Over 50 years ago, Harvard psychologist Gordon Allport suggested that one of the essential conditions to reducing prejudice was that people needed to be in contact with one another, particularly under appropriate conditions. Research in racially integrated schools confirms that, by allowing for students of different races and ethnicities to be in contact with one another, students can develop improved cross-racial understanding and experience a reduction of racial prejudice and bias. Importantly, research suggests that other interventions such as studying about other groups are not as effective or as long-lasting as actually being in contact with students of other racial/ethnic backgrounds.
Research on graduates of racially integrated elementary and secondary schools has also found that students who graduated from these settings felt their integrated schooling experiences had better prepared them for college, including being more interested in attending integrated higher education institutions.
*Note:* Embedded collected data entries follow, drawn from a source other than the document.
//! SQLite database module for the marketplace engine.
//!
//! The schema lives in `migrations/` and is applied with [`SqliteDatabase::migrate`].
mod sqlite_impl;

pub mod db;
pub use sqlite_impl::SqliteDatabase;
The Civil Rights Project has surveyed high school juniors in a number of major school systems around the country and students in more diverse schools report feeling more comfortable living and working with others of different backgrounds than did their peers in segregated high schools.
As schools become more segregated, it will become more incumbent on colleges and universities to intensify their outreach and retention programs to improve access for all students, and to consider the extra burdens borne by the victims of segregation who have done nothing to deserve unequal opportunities. In particular, it will be critically important for colleges and universities to continue to use race in their outreach and retention programs. As colleges and universities that have sought to defend affirmative action policies have long understood and Justice Anthony M. Kennedy recently wrote, “The enduring hope is that race should not matter, the reality is that too often it does.” Further, the need to help students understand how to productively live with others from diverse backgrounds will fall to higher education. As other institutions retreat from mirroring the racial diversity of our country, this may increasingly become a responsibility universities must shoulder.
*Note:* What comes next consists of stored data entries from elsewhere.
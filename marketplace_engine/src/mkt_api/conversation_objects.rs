use serde::{Deserialize, Serialize};

use crate::db_types::{Conversation, Message, Participant};

pub const DEFAULT_MESSAGE_PAGE_LIMIT: i64 = 100;

pub const USER_JOINED_NOTICE: &str = "User joined the conversation";
pub const USER_LEFT_NOTICE: &str = "User left the conversation";

#[derive(Debug, Clone, PartialEq, Eq, Serialize, Deserialize)]
pub struct ConversationWithMessages {
    pub conversation: Conversation,
    pub participants: Vec<Participant>,
    pub messages: Vec<Message>,
}

impl ConversationWithMessages {
    pub fn participant_ids(&self) -> Vec<i64> {
        self.participants.iter().map(|p| p.user_id).collect()
    }
}

/// A conversation as it appears in a user's inbox.
#[derive(Debug, Clone, PartialEq, Eq, Serialize, Deserialize)]
pub struct ConversationSummary {
    pub conversation: Conversation,
    pub last_message: Option<Message>,
}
Our incoming students already have more limited interracial experiences than the last generation of students, a trend that is likely to only get worse. We hope that many school districts will continue to value integration and seek more comprehensive policies under the new guidelines set forth in Justice Kennedy's controlling opinion, but it is very likely that segregation will worsen. We believe that university faculty and researchers who may have expertise to assist local school districts find legal and workable solutions to maintain diversity should offer support at this critical time. Universities can also take a public leadership and education role in continuing to argue for the importance of integrated educational settings. These actions could help limit some of the ill effects of the resegregation of local schools and help keep alive the legacy of Brown in a period of judicial retreat.